2. Create Data Subset for Investigation.

Created a subset with only the variables needed for analysis.

### Create a data subset with relevant variables for analysis 
FStormDataTidy<- FStormData %>%
        select(EVTYPE,FATALITIES,INJURIES,PROPDMG,PROPDMGEXP,CROPDMG,CROPDMGEXP)

3. Replace NAs with 0 in numeric columns need for calculations

The dataset has columns property damage “PROPDMG”" and crop damage “CROPDMG”" and respective columns “PROPDMGEXP”, and “CROPDMGEXP” which are mulipliers for property and crop damage. Replacing NAs with zero to prevent future calculation errors.

### replace NA with 0 in PROP and CROP multiplier columns
FStormDataTidy$PROPDMG[is.na(FStormDataTidy$PROPDMG)] <- 0
FStormDataTidy$PROPDMGEXP[is.na(FStormDataTidy$PROPDMGEXP)] <- 0
FStormDataTidy$CROPDMG[is.na(FStormDataTidy$CROPDMG)] <- 0
FStormDataTidy$CROPDMGEXP[is.na(FStormDataTidy$CROPDMGEXP)] <- 0

4. Trim whitespace from text columns.

Removing whitespace from damge colums, and making all lowercase to make string processing a bit easier.

## PROP and CROP Damage EXP to lowercase and trim all white space
### from EVTYPE

FStormDataTidy$EVTYPE <- str_trim(FStormDataTidy$EVTYPE, side = "both")
FStormDataTidy$PROPDMGEXP <- tolower(FStormDataTidy$PROPDMGEXP)
FStormDataTidy$CROPDMGEXP <- tolower(FStormDataTidy$CROPDMGEXP)

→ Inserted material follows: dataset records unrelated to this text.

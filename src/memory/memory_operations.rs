//! Memory tracker operations - pure DOP functions.
//!
//! All functions are pure: take data, return results, no side effects
//! beyond mutating the passed-in tracker.

use super::memory_data::{MemoryTrackerData, MemoryUsageReport};

pub fn create_memory_tracker() -> MemoryTrackerData {
    MemoryTrackerData::default()
}

/// Record a new allocation of `size` bytes attributed to `site`.
pub fn track_alloc(data: &mut MemoryTrackerData, site: &'static str, size: usize) {
    let entry = data.sites.entry(site).or_default();
    entry.live_bytes += size;
    entry.live_count += 1;
    entry.total_allocs += 1;
    data.total_live_bytes += size;
    data.total_live_count += 1;
}

/// Record a realloc: the same call site shrinks or grows by `new_size -
/// old_size`.
pub fn track_realloc(data: &mut MemoryTrackerData, site: &'static str, old_size: usize, new_size: usize) {
    let entry = data.sites.entry(site).or_default();
    entry.live_bytes = entry.live_bytes.saturating_sub(old_size) + new_size;
    entry.total_allocs += 1;
    data.total_live_bytes = data.total_live_bytes.saturating_sub(old_size) + new_size;
}

/// Record a free of `size` bytes previously attributed to `site`.
pub fn track_free(data: &mut MemoryTrackerData, site: &'static str, size: usize) {
    if let Some(entry) = data.sites.get_mut(site) {
        entry.live_bytes = entry.live_bytes.saturating_sub(size);
        entry.live_count = entry.live_count.saturating_sub(1);
        entry.total_frees += 1;
    }
    data.total_live_bytes = data.total_live_bytes.saturating_sub(size);
    data.total_live_count = data.total_live_count.saturating_sub(1);
}

/// Query total usage, active count, and the number of distinct call
/// sites currently holding live allocations.
pub fn usage_report(data: &MemoryTrackerData) -> MemoryUsageReport {
    MemoryUsageReport {
        total_live_bytes: data.total_live_bytes,
        total_live_count: data.total_live_count,
        total_sites: data.sites.values().filter(|s| s.live_count > 0).count(),
    }
}

#[cfg(test)]
mod tests {
    use super::*;

    #[test]
    fn test_alloc_free_roundtrip() {
        let mut tracker = create_memory_tracker();
        track_alloc(&mut tracker, "a.rs:10", 128);
        track_alloc(&mut tracker, "a.rs:10", 64);
        let report = usage_report(&tracker);
        assert_eq!(report.total_live_bytes, 192);
        assert_eq!(report.total_live_count, 2);

        track_free(&mut tracker, "a.rs:10", 128);
        let report = usage_report(&tracker);
        assert_eq!(report.total_live_bytes, 64);
        assert_eq!(report.total_live_count, 1);
    }

    #[test]
    fn test_realloc_adjusts_site_bytes() {
        let mut tracker = create_memory_tracker();
        track_alloc(&mut tracker, "b.rs:5", 100);
        track_realloc(&mut tracker, "b.rs:5", 100, 250);
        let site = &tracker.sites["b.rs:5"];
        assert_eq!(site.live_bytes, 250);
        assert_eq!(tracker.total_live_bytes, 250);
    }

    #[test]
    fn test_distinct_sites_counted() {
        let mut tracker = create_memory_tracker();
        track_alloc(&mut tracker, "a.rs:1", 10);
        track_alloc(&mut tracker, "b.rs:2", 10);
        track_free(&mut tracker, "a.rs:1", 10);
        let report = usage_report(&tracker);
        assert_eq!(report.total_sites, 1);
    }
}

5. Make damage multiplier columns as character vectors for processsing, and create new columns.

Now that we have the multiplier columns “PROPDMGEXP” and CROPDMGEXP" ready for string processing, we now need to convert relevent letter characters that indicate a multiplier like “K” to “1000” and put those in new columns “PROPX” and “CROPX”.

### Make multiplier columns as character vectors
FStormDataTidy$PROPDMGEXP <- as.character(FStormDataTidy$PROPDMGEXP)
FStormDataTidy$CROPDMGEXP <- as.character(FStormDataTidy$CROPDMGEXP)
### creating new columns PROPX and CROPX
FStormDataTidy$PROPX <- as.character(FStormDataTidy$PROPX)
FStormDataTidy$CROPX <- as.character(FStormDataTidy$CROPX)

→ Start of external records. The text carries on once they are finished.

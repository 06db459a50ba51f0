//! Normalized aircraft observations and the per-cycle aggregate built from them.

use serde::Serialize;
use std::collections::BTreeMap;
use std::fmt;
use thiserror::Error;

use crate::units::finite_or_zero;

/// The upstream feeds, in declaration order. Merge precedence is given by
/// [`ProviderName::priority`], not by this order.
#[derive(Debug, Clone, Copy, PartialEq, Eq, PartialOrd, Ord, Hash, Serialize)]
#[serde(rename_all = "snake_case")]
pub enum ProviderName {
    PrimaryFleet,
    StateVector,
    SecondaryFleet,
}

impl ProviderName {
    pub const ALL: [ProviderName; 3] = [
        ProviderName::PrimaryFleet,
        ProviderName::StateVector,
        ProviderName::SecondaryFleet,
    ];

    /// Merge rank, lower wins. The state-vector feed is the reference when it
    /// has data; the fleet feeds are fallbacks.
    pub fn priority(self) -> u8 {
        match self {
            ProviderName::StateVector => 0,
            ProviderName::PrimaryFleet => 1,
            ProviderName::SecondaryFleet => 2,
        }
    }

    pub fn label(self) -> &'static str {
        match self {
            ProviderName::PrimaryFleet => "Primary fleet feed",
            ProviderName::StateVector => "State-vector feed",
            ProviderName::SecondaryFleet => "Secondary fleet feed",
        }
    }
}

impl fmt::Display for ProviderName {
    fn fmt(&self, f: &mut fmt::Formatter<'_>) -> fmt::Result {
        f.write_str(self.label())
    }
}

/// One normalized aircraft state snapshot.
///
/// Built once per adapter per cycle and never mutated afterwards; the
/// `with_*` methods consume the value and are only used while an adapter
/// assembles it.
#[derive(Debug, Clone, PartialEq, Serialize)]
pub struct Observation {
    latitude: f64,
    longitude: f64,
    track_degrees: f64,
    altitude_feet: f64,
    speed_knots: f64,
    vertical_rate_ft_per_min: f64,
    aircraft_id: String,
    source: ProviderName,
}

impl Observation {
    /// Starts an observation at the given position.
    ///
    /// Returns `None` when either coordinate is missing, non-finite or out of
    /// range, since an observation without a position is unusable.
    pub fn new(
        source: ProviderName,
        aircraft_id: impl Into<String>,
        latitude: Option<f64>,
        longitude: Option<f64>,
    ) -> Option<Self> {
        let latitude = latitude.filter(|v| v.is_finite() && (-90.0..=90.0).contains(v))?;
        let longitude = longitude.filter(|v| v.is_finite() && (-180.0..=180.0).contains(v))?;
        let aircraft_id: String = aircraft_id.into();

        Some(Self {
            latitude,
            longitude,
            track_degrees: 0.0,
            altitude_feet: 0.0,
            speed_knots: 0.0,
            vertical_rate_ft_per_min: 0.0,
            aircraft_id: aircraft_id.trim().to_ascii_lowercase(),
            source,
        })
    }

    /// Compass track, wrapped into `[0, 360)`.
    pub fn with_track(mut self, degrees: Option<f64>) -> Self {
        let track = finite_or_zero(degrees).rem_euclid(360.0);
        // rem_euclid rounds up to 360.0 for tiny negative inputs
        self.track_degrees = if track >= 360.0 { 0.0 } else { track };
        self
    }

    pub fn with_altitude_feet(mut self, feet: f64) -> Self {
        self.altitude_feet = finite_or_zero(Some(feet));
        self
    }

    pub fn with_speed_knots(mut self, knots: f64) -> Self {
        self.speed_knots = finite_or_zero(Some(knots));
        self
    }

    pub fn with_vertical_rate(mut self, ft_per_min: f64) -> Self {
        self.vertical_rate_ft_per_min = finite_or_zero(Some(ft_per_min));
        self
    }

    pub fn latitude(&self) -> f64 {
        self.latitude
    }

    pub fn longitude(&self) -> f64 {
        self.longitude
    }

    pub fn track_degrees(&self) -> f64 {
        self.track_degrees
    }

    pub fn altitude_feet(&self) -> f64 {
        self.altitude_feet
    }

    pub fn speed_knots(&self) -> f64 {
        self.speed_knots
    }

    pub fn vertical_rate_ft_per_min(&self) -> f64 {
        self.vertical_rate_ft_per_min
    }

    /// Transponder hex, lowercased. Display only.
    pub fn aircraft_id(&self) -> &str {
        &self.aircraft_id
    }

    pub fn source(&self) -> ProviderName {
        self.source
    }
}

/// Why a provider produced no usable answer in a cycle.
#[derive(Debug, Clone, PartialEq, Eq, Error, Serialize)]
#[serde(tag = "kind", content = "detail", rename_all = "snake_case")]
pub enum FailureReason {
    #[error("timed out")]
    Timeout,

    #[error("transport error: {0}")]
    Transport(String),

    #[error("unexpected HTTP status {0}")]
    HttpStatus(u16),

    #[error("malformed response: {0}")]
    Malformed(String),

    #[error("adapter task aborted: {0}")]
    Aborted(String),
}

/// Outcome of one adapter call.
///
/// `Empty` means the feed answered but has nothing for this aircraft, which is
/// a normal outcome; `Failure` means the feed could not be used this cycle.
#[derive(Debug, Clone, PartialEq, Serialize)]
#[serde(tag = "status", content = "data", rename_all = "snake_case")]
pub enum ProviderResult {
    Success(Observation),
    Empty,
    Failure(FailureReason),
}

impl ProviderResult {
    pub fn observation(&self) -> Option<&Observation> {
        match self {
            ProviderResult::Success(obs) => Some(obs),
            _ => None,
        }
    }

    pub fn is_failure(&self) -> bool {
        matches!(self, ProviderResult::Failure(_))
    }
}

impl From<FailureReason> for ProviderResult {
    fn from(reason: FailureReason) -> Self {
        ProviderResult::Failure(reason)
    }
}

/// Result of one aggregate cycle: the winning observation plus every
/// provider's individual outcome.
///
/// `best` is `None` exactly when no provider succeeded, and `source` always
/// names the provider whose slot in `raw` produced `best`.
#[derive(Debug, Clone, PartialEq, Serialize)]
pub struct AggregateResult {
    best: Option<Observation>,
    source: Option<ProviderName>,
    raw: BTreeMap<ProviderName, ProviderResult>,
}

impl AggregateResult {
    /// Applies the priority merge over the collected provider outcomes.
    pub fn merge(raw: BTreeMap<ProviderName, ProviderResult>) -> Self {
        let winner = raw
            .iter()
            .filter_map(|(name, result)| result.observation().map(|obs| (*name, obs)))
            .min_by_key(|(name, _)| name.priority());

        let (source, best) = match winner {
            Some((name, obs)) => (Some(name), Some(obs.clone())),
            None => (None, None),
        };

        Self { best, source, raw }
    }

    pub fn best(&self) -> Option<&Observation> {
        self.best.as_ref()
    }

    pub fn source(&self) -> Option<ProviderName> {
        self.source
    }

    pub fn raw(&self) -> &BTreeMap<ProviderName, ProviderResult> {
        &self.raw
    }

    pub fn result_for(&self, name: ProviderName) -> Option<&ProviderResult> {
        self.raw.get(&name)
    }
}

6. Convert multiplier codes to a number characters in created PROPX and CROPX columns.

Here we make the conversions from letter characters to number characters.

### Create PROPX multiplier from PROPDMGEXP
FStormDataTidy[FStormDataTidy$PROPDMGEXP == "-", ][, "PROPX"] <- "0"
FStormDataTidy[FStormDataTidy$PROPDMGEXP == "?", ][, "PROPX"] <- "0"
FStormDataTidy[FStormDataTidy$PROPDMGEXP == "+", ][, "PROPX"] <- "0"
FStormDataTidy[FStormDataTidy$PROPDMGEXP == "0", ][, "PROPX"] <- "0"
FStormDataTidy[FStormDataTidy$PROPDMGEXP == "1", ][, "PROPX"] <- "0"
FStormDataTidy[FStormDataTidy$PROPDMGEXP == "2", ][, "PROPX"] <- "0"
FStormDataTidy[FStormDataTidy$PROPDMGEXP == "3", ][, "PROPX"] <- "0"
FStormDataTidy[FStormDataTidy$PROPDMGEXP == "4", ][, "PROPX"] <- "0"
FStormDataTidy[FStormDataTidy$PROPDMGEXP == "5", ][, "PROPX"] <- "0"
FStormDataTidy[FStormDataTidy$PROPDMGEXP == "6", ][, "PROPX"] <- "0"
FStormDataTidy[FStormDataTidy$PROPDMGEXP == "7", ][, "PROPX"] <- "0"
FStormDataTidy[FStormDataTidy$PROPDMGEXP == "8", ][, "PROPX"] <- "0"
FStormDataTidy[FStormDataTidy$PROPDMGEXP == "h", ][, "PROPX"] <- "100"
FStormDataTidy[FStormDataTidy$PROPDMGEXP == "k", ][, "PROPX"] <- "1000"
FStormDataTidy[FStormDataTidy$PROPDMGEXP == "m", ][, "PROPX"] <- "1000000"
FStormDataTidy[FStormDataTidy$PROPDMGEXP == "b", ][, "PROPX"] <- "1000000000"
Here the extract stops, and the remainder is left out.